A pale girl entered the room, seventeen years old and hating every bit of it. A large suitcase took up the rest of the bed, lying empty as if it had just been unpacked rather than the opposite. Cardboard boxes had been tossed around carelessly, covering the little space left in the large room. The majority of it was taken up with broken lamps, furniture and paper. Lots and lots of blank white paper.

She was okay with it.

Outside her mother and father were arguing, it was normal. They did it more than any other parents she knew, none of her friends had parents who couldn't stand each other. Nor did their parents never got divorced because it was 'weak'. Instead they both cheated on each other and they both acted as if they didn't know the other was cheating on them.

P r o l o g u e

She was okay with it.

A single tear fell from her eye as she stared around the room, thinking of every significant event that had happened in here. Her mother had always come in trying to get her to talk about gossip or boys. She always hated telling her anything because her mother would tell everyone and she'd get really angry. The girl almost laughed out loud at how ridiculous it was – her childish problems compared to them now.

She was okay with it.

She thought of how her first kiss had been in this room back when she was ten. It was with a guy called Tommy, but everyone called him Carrothead because of his famous ginger hair.

She was okay with it.

And then it had all gone downhill. She stared at all of the posters lying crumpled on the ground.
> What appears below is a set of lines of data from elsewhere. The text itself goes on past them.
// Literal page content. Everything here lives for the whole page view and is
// never mutated; renderers iterate it in the order it is written.

#[derive(Clone, Copy, Debug, PartialEq)]
pub struct NavLink {
    pub name: &'static str,
    pub anchor: &'static str,
}

#[derive(Clone, Copy, Debug, PartialEq)]
pub struct FeatureCard {
    pub icon: &'static str,
    pub title: &'static str,
    pub description: &'static str,
}

#[derive(Clone, Copy, Debug, PartialEq)]
pub struct RoadmapStep {
    pub month: &'static str,
    pub icon: &'static str,
    pub title: &'static str,
    pub description: &'static str,
    pub items: &'static [&'static str],
}

#[derive(Clone, Copy, Debug, PartialEq)]
pub struct KeywordGroup {
    pub region: &'static str,
    pub code: &'static str,
    pub engine: &'static str,
    pub samples: &'static [&'static str],
}

#[derive(Clone, Copy, Debug, PartialEq)]
pub struct PriceTier {
    pub title: &'static str,
    pub investment: &'static str,
    pub duration: &'static str,
    pub keywords: &'static str,
    pub ads_credit: &'static str,
    pub coverage: &'static str,
    pub featured: bool,
    pub seo_features: &'static [&'static str],
}

#[derive(Clone, Copy, Debug, PartialEq)]
pub struct MarketHighlight {
    pub icon: &'static str,
    pub market: &'static str,
    pub goal: &'static str,
    pub status: &'static str,
}

pub const NAV_LINKS: &[NavLink] = &[
    NavLink { name: "Strategy", anchor: "#objectives" },
    NavLink { name: "SEO Features", anchor: "#features" },
    NavLink { name: "Roadmap", anchor: "#roadmap" },
    NavLink { name: "Keywords", anchor: "#keywords" },
    NavLink { name: "Export Plans", anchor: "#pricing" },
];

pub const CORE_SEO_FEATURES: &[FeatureCard] = &[
    FeatureCard {
        icon: "🔎",
        title: "Technical SEO Audit",
        description: "Comprehensive analysis of BTC Pharm's technical infrastructure for US/UK crawlers.",
    },
    FeatureCard {
        icon: "🏷️",
        title: "Meta Data Optimization",
        description: "Precision-crafted titles and descriptions targeting technical chemical buyers.",
    },
    FeatureCard {
        icon: "🗄️",
        title: "Schema Markup",
        description: "Implementing JSON-LD for rich snippets and high-authority search appearance.",
    },
    FeatureCard {
        icon: "⚡",
        title: "Site Speed Optimization",
        description: "Core Web Vitals enhancement to ensure low bounce rates for Western markets.",
    },
    FeatureCard {
        icon: "📄",
        title: "On-Page Content Strategy",
        description: "Keyword-rich landing pages for specialized products like Piperidine ethanol.",
    },
    FeatureCard {
        icon: "🔗",
        title: "High-Authority Backlinking",
        description: "Generating technical backlinks from industrial and chemical directories.",
    },
];

pub const ROADMAP: &[RoadmapStep] = &[
    RoadmapStep {
        month: "Month 1",
        icon: "🔍",
        title: "Market Analysis",
        description: "Mapping search intent for BTC Pharm products in the USA and UK industrial landscape.",
        items: &[
            "US/UK Technical Keyword Selection",
            "On-Page SEO Audit",
            "Mobile Performance Fixes",
            "Competitor Analysis",
        ],
    },
    RoadmapStep {
        month: "Month 2 - 3",
        icon: "📣",
        title: "Traffic Activation",
        description: "Deploying Google Search Ads and Initial SEO content for priority product lines.",
        items: &[
            "USA/UK Targeted Ad Campaigns",
            "Technical Meta Implementation",
            "Landing Page Optimization",
            "Rich Snippet Setup",
        ],
    },
    RoadmapStep {
        month: "Month 4 - 6",
        icon: "🌍",
        title: "Ranking Authority",
        description: "Scaling organic visibility for 50-100 technical keywords across Western search engines.",
        items: &[
            "Backlink Campaign Strategy",
            "Organic Rank Scaling",
            "B2B Directory Visibility",
            "Technical Trust Building",
        ],
    },
    RoadmapStep {
        month: "Month 6+",
        icon: "📈",
        title: "Export Scaling",
        description: "Optimizing the lead funnel to maximize direct inquiries from USA and UK procurement officers.",
        items: &[
            "Lead Quality Optimization",
            "Performance Review",
            "Market Expansion Strategy",
            "Export Lead Management",
        ],
    },
];

pub const MARKET_HIGHLIGHTS: &[MarketHighlight] = &[
    MarketHighlight {
        icon: "🎯",
        market: "Google Ads (USA/UK)",
        goal: "₹3 Lac included credit",
        status: "Immediate Results",
    },
    MarketHighlight {
        icon: "🧪",
        market: "Technical SEO Suite",
        goal: "On-page & Backend optimization",
        status: "Built for Chemical buyers",
    },
    MarketHighlight {
        icon: "⚗️",
        market: "Keyword Dominance",
        goal: "Up to 100 Organic Keywords",
        status: "Keywords according to the Selected SEO Plan",
    },
];

pub const PRODUCT_KEYWORDS: &[KeywordGroup] = &[
    KeywordGroup {
        region: "United Kingdom (UK)",
        code: "GB",
        engine: "Google.co.uk",
        samples: &[
            "Piperidine ethanol supplier UK",
            "Piperidine ethanol exporter UK",
            "3-Fluoropiperidin-4-one hydrochloride exporter UK",
            "4,4-Difluoropiperidine hydrochloride bulk supplier",
            "1-Piperidinamine hydrochloride exporter London",
            "Ethyl 3-oxo-1-phenylmethyl-4-piperidinecarboxylate supplier",
            "tert-Butyl 2,4-dioxopiperidine-1-carboxylate exporter UK",
            "Industrial chemical exporter London",
            "Pharma intermediate bulk supplier UK",
            "Specialty chemical exporter Manchester",
        ],
    },
    KeywordGroup {
        region: "United States (USA)",
        code: "US",
        engine: "Google.com",
        samples: &[
            "Piperidine ethanol supplier USA",
            "Piperidine ethanol exporter USA",
            "1-Benzyl-4,4-difluoropiperidine exporter USA",
            "2-(4,4-Difluoropiperidin-1-yl)acetonitrile supplier USA",
            "4-Fluoropiperidine bulk exporter New Jersey",
            "tert-Butyl 4-aminomethyl piperidine-1-carboxylate supplier",
            "Boc-3-dimethylamino-methylene-4-oxopiperidine exporter",
            "Fine chemical exporter California",
            "Pharma chemical supplier New York",
            "Technical intermediates exporter USA",
        ],
    },
    KeywordGroup {
        region: "Global B2B (USA/UK Targeting)",
        code: "INT",
        engine: "Direct Export Inquiries",
        samples: &[
            "Piperidine ethanol bulk export price",
            "3-Fluoropiperidin-4-one bulk exporter USA",
            "BTC Pharm product exporter UK",
            "4,4-Difluoropiperidine industrial supplier",
            "High purity pharma intermediates exporter",
            "Bulk chemical wholesale supplier",
            "Certified chemical exporter to USA",
            "Technical intermediate supplier",
            "Industrial chemical exporter UK",
            "Direct factory price intermediates supplier",
        ],
    },
];

pub const PRICING_TIERS: &[PriceTier] = &[
    PriceTier {
        title: "USA & UK Starter Export Plan",
        investment: "₹7,50,000",
        duration: "1 Year Validity",
        keywords: "50 Organic Promotion Keywords (USA/UK Focus)",
        ads_credit: "Includes ₹3,00,000 Google Ads Credit",
        coverage: "Targeted Market Entry (US + UK)",
        featured: false,
        seo_features: &[
            "Basic Technical SEO Audit",
            "Targeted Meta Tagging",
            "Sitemap Optimization",
            "Keyword Mapping (50)",
            "Google Ads Management",
        ],
    },
    PriceTier {
        title: "Global Dominance Plan (Responsive)",
        investment: "₹10,00,000",
        duration: "1 Year Validity",
        keywords: "100 Organic Promotion Keywords (USA/UK Focus)",
        ads_credit: "Includes ₹3,00,000 Google Ads Credit",
        coverage: "Maximum Market Authority (US + UK)",
        featured: true,
        seo_features: &[
            "Advanced Technical SEO Suite",
            "Full Schema Integration",
            "Competitor Gap SEO Analysis",
            "Keyword Mapping (100)",
            "Dedicated Account Management",
            "Monthly ROI Reporting",
        ],
    },
];

/// Guarantees listed under every pricing tier.
pub const PLAN_GUARANTEES: &[(&str, &str)] = &[
    ("🌐", "Strict USA & UK Geofencing"),
    ("📊", "Monthly Export Lead Reports"),
    ("🕒", "1 Year Dedicated Support"),
];

#[cfg(test)]
mod tests {
    use super::*;

    #[test]
    fn test_nav_links_point_at_anchors() {
        assert_eq!(NAV_LINKS.len(), 5);
        assert!(NAV_LINKS.iter().all(|link| link.anchor.starts_with('#')));
        assert_eq!(NAV_LINKS[4], NavLink { name: "Export Plans", anchor: "#pricing" });
    }

    #[test]
    fn test_roadmap_is_authored_chronologically() {
        let months: Vec<&str> = ROADMAP.iter().map(|step| step.month).collect();
        assert_eq!(months, vec!["Month 1", "Month 2 - 3", "Month 4 - 6", "Month 6+"]);
    }

    #[test]
    fn test_exactly_one_featured_tier() {
        let featured: Vec<&str> = PRICING_TIERS
            .iter()
            .filter(|tier| tier.featured)
            .map(|tier| tier.title)
            .collect();
        assert_eq!(featured, vec!["Global Dominance Plan (Responsive)"]);
    }
}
She had torn them down after it had happened and she'd found them a couple of hours ago when she was going through her stuff down the back of her desk. She couldn't believe before it had happened finding a way to meet McFly and to get them to fall in love with her was the least of her worries.

She was okay with it.

But what she wasn't okay with, what she really hated was what happened afterwards. How everyone pitied her like she was the one who was meant to be pitied. As if she needed that. Their looks and their talks, all of them – each and every one of them telling her it was just a phase she was going though – the teachers, her parents, the therapists. How did they think it was going to make it okay? That she was okay with it?

No. She – Bella Swan – was not okay with it.